** Opening Recorded data block **

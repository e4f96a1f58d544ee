//! Database operations for the catalog `PostgreSQL` store.
//!
//! ## Collections
//!
//! - `category` - Category tree with denormalized ancestry
//! - `product` - Products with embedded images/variants (JSONB)
//! - `store_order` - Orders with embedded items and status history (JSONB)
//! - `account` - Users with embedded profile/addresses (JSONB)
//! - `review` - Reviews, one per (user, product)
//!
//! Uniqueness constraints (slug, sku, email, order number, and the compound
//! review key) are enforced here by unique indexes; violations surface as
//! [`RepositoryError::Conflict`]. Secondary indexes exist purely as
//! performance hints.
//!
//! # Migrations
//!
//! Migrations are stored in `crates/catalog/migrations/` and run via:
//! ```bash
//! cargo run -p orchard-cli -- migrate
//! ```

pub mod categories;
pub mod orders;
pub mod products;
pub mod reviews;
pub mod users;

use std::time::Duration;

use secrecy::ExposeSecret;
use serde::Serialize;
use serde::de::DeserializeOwned;
use sqlx::PgPool;
use sqlx::postgres::PgPoolOptions;
use thiserror::Error;

pub use categories::CategoryRepository;
pub use orders::OrderRepository;
pub use products::ProductRepository;
pub use reviews::ReviewRepository;
pub use users::UserRepository;

/// Errors that can occur during repository operations.
#[derive(Debug, Error)]
pub enum RepositoryError {
    /// Database error from sqlx.
    #[error("database error: {0}")]
    Database(#[from] sqlx::Error),

    /// Data in the database is corrupted or invalid.
    #[error("data corruption: {0}")]
    DataCorruption(String),

    /// Requested entity was not found.
    #[error("not found")]
    NotFound,

    /// Constraint violation (e.g., unique slug).
    #[error("constraint violation: {0}")]
    Conflict(String),
}

/// Create a `PostgreSQL` connection pool with sensible defaults.
///
/// # Arguments
///
/// * `database_url` - `PostgreSQL` connection string (wrapped in `SecretString`)
/// * `max_connections` - Pool size cap
///
/// # Errors
///
/// Returns `sqlx::Error` if the connection cannot be established.
pub async fn create_pool(
    database_url: &secrecy::SecretString,
    max_connections: u32,
) -> Result<PgPool, sqlx::Error> {
    PgPoolOptions::new()
        .max_connections(max_connections)
        .min_connections(2)
        .acquire_timeout(Duration::from_secs(10))
        .connect(database_url.expose_secret())
        .await
}

/// Serialize an embedded document for a JSONB column.
pub(crate) fn to_jsonb<T: Serialize>(value: &T) -> Result<serde_json::Value, RepositoryError> {
    serde_json::to_value(value).map_err(|e| {
        RepositoryError::DataCorruption(format!("failed to serialize embedded document: {e}"))
    })
}

/// Decode an embedded document from a JSONB column.
pub(crate) fn from_jsonb<T: DeserializeOwned>(
    value: serde_json::Value,
    what: &str,
) -> Result<T, RepositoryError> {
    serde_json::from_value(value)
        .map_err(|e| RepositoryError::DataCorruption(format!("invalid {what} in database: {e}")))
}

/// Map a unique violation to [`RepositoryError::Conflict`], passing other
/// errors through as [`RepositoryError::Database`].
pub(crate) fn conflict_on_unique(e: sqlx::Error, message: &str) -> RepositoryError {
    if let sqlx::Error::Database(ref db_err) = e
        && db_err.is_unique_violation()
    {
        return RepositoryError::Conflict(message.to_owned());
    }
    RepositoryError::Database(e)
}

** Closing Recorded data block **

__Task description__.
A line belongs in the answer if it contains the word "DeserializeOwned"; copy every such line from the data above.

__Response below__.
use serde::de::DeserializeOwned;
pub(crate) fn from_jsonb<T: DeserializeOwned>(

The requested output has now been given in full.